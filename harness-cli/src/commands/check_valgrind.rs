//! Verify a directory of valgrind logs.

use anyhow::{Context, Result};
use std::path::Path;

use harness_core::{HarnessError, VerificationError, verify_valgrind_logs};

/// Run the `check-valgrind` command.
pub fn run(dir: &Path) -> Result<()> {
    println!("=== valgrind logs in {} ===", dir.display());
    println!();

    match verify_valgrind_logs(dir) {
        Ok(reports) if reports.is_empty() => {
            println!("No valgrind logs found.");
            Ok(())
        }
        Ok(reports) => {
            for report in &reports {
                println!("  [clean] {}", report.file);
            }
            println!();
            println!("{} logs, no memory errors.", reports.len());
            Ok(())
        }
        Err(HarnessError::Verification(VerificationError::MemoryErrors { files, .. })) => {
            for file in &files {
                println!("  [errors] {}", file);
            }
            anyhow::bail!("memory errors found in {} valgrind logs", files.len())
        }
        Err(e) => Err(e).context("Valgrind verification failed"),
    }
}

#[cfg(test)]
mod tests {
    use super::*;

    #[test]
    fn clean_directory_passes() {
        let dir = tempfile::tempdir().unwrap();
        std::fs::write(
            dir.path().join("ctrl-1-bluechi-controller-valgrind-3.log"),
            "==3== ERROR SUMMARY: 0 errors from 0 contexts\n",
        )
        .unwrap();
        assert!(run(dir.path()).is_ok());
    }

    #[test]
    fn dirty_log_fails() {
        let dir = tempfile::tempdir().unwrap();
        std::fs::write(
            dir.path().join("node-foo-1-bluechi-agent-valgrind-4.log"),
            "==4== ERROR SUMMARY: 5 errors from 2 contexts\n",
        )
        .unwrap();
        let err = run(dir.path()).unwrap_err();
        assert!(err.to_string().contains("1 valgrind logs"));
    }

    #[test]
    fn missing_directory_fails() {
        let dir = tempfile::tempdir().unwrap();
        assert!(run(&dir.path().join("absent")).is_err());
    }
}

§

__HOW TO COMPLETE THIS TASK__: Transcribe the records. Keep every word exactly as it stands.

__OUTPUT FOR THIS TASK__:
filename harness-cli/src/commands/check_valgrind.rs
//! Verify a directory of valgrind logs.

use anyhow::{Context, Result};
use std::path::Path;

use harness_core::{HarnessError, VerificationError, verify_valgrind_logs};

/// Run the `check-valgrind` command.
pub fn run(dir: &Path) -> Result<()> {
    println!("=== valgrind logs in {} ===", dir.display());
    println!();

    match verify_valgrind_logs(dir) {
        Ok(reports) if reports.is_empty() => {
            println!("No valgrind logs found.");
            Ok(())
        }
        Ok(reports) => {
            for report in &reports {
                println!("  [clean] {}", report.file);
            }
            println!();
            println!("{} logs, no memory errors.", reports.len());
            Ok(())
        }
        Err(HarnessError::Verification(VerificationError::MemoryErrors { files, .. })) => {
            for file in &files {
                println!("  [errors] {}", file);
            }
            anyhow::bail!("memory errors found in {} valgrind logs", files.len())
        }
        Err(e) => Err(e).context("Valgrind verification failed"),
    }
}

#[cfg(test)]
mod tests {
    use super::*;

    #[test]
    fn clean_directory_passes() {
        let dir = tempfile::tempdir().unwrap();
        std::fs::write(
            dir.path().join("ctrl-1-bluechi-controller-valgrind-3.log"),
            "==3== ERROR SUMMARY: 0 errors from 0 contexts\n",
        )
        .unwrap();
        assert!(run(dir.path()).is_ok());
    }

    #[test]
    fn dirty_log_fails() {
        let dir = tempfile::tempdir().unwrap();
        std::fs::write(
            dir.path().join("node-foo-1-bluechi-agent-valgrind-4.log"),
            "==4== ERROR SUMMARY: 5 errors from 2 contexts\n",
        )
        .unwrap();
        let err = run(dir.path()).unwrap_err();
        assert!(err.to_string().contains("1 valgrind logs"));
    }

    #[test]
    fn missing_directory_fails() {
        let dir = tempfile::tempdir().unwrap();
        assert!(run(&dir.path().join("absent")).is_err());
    }
}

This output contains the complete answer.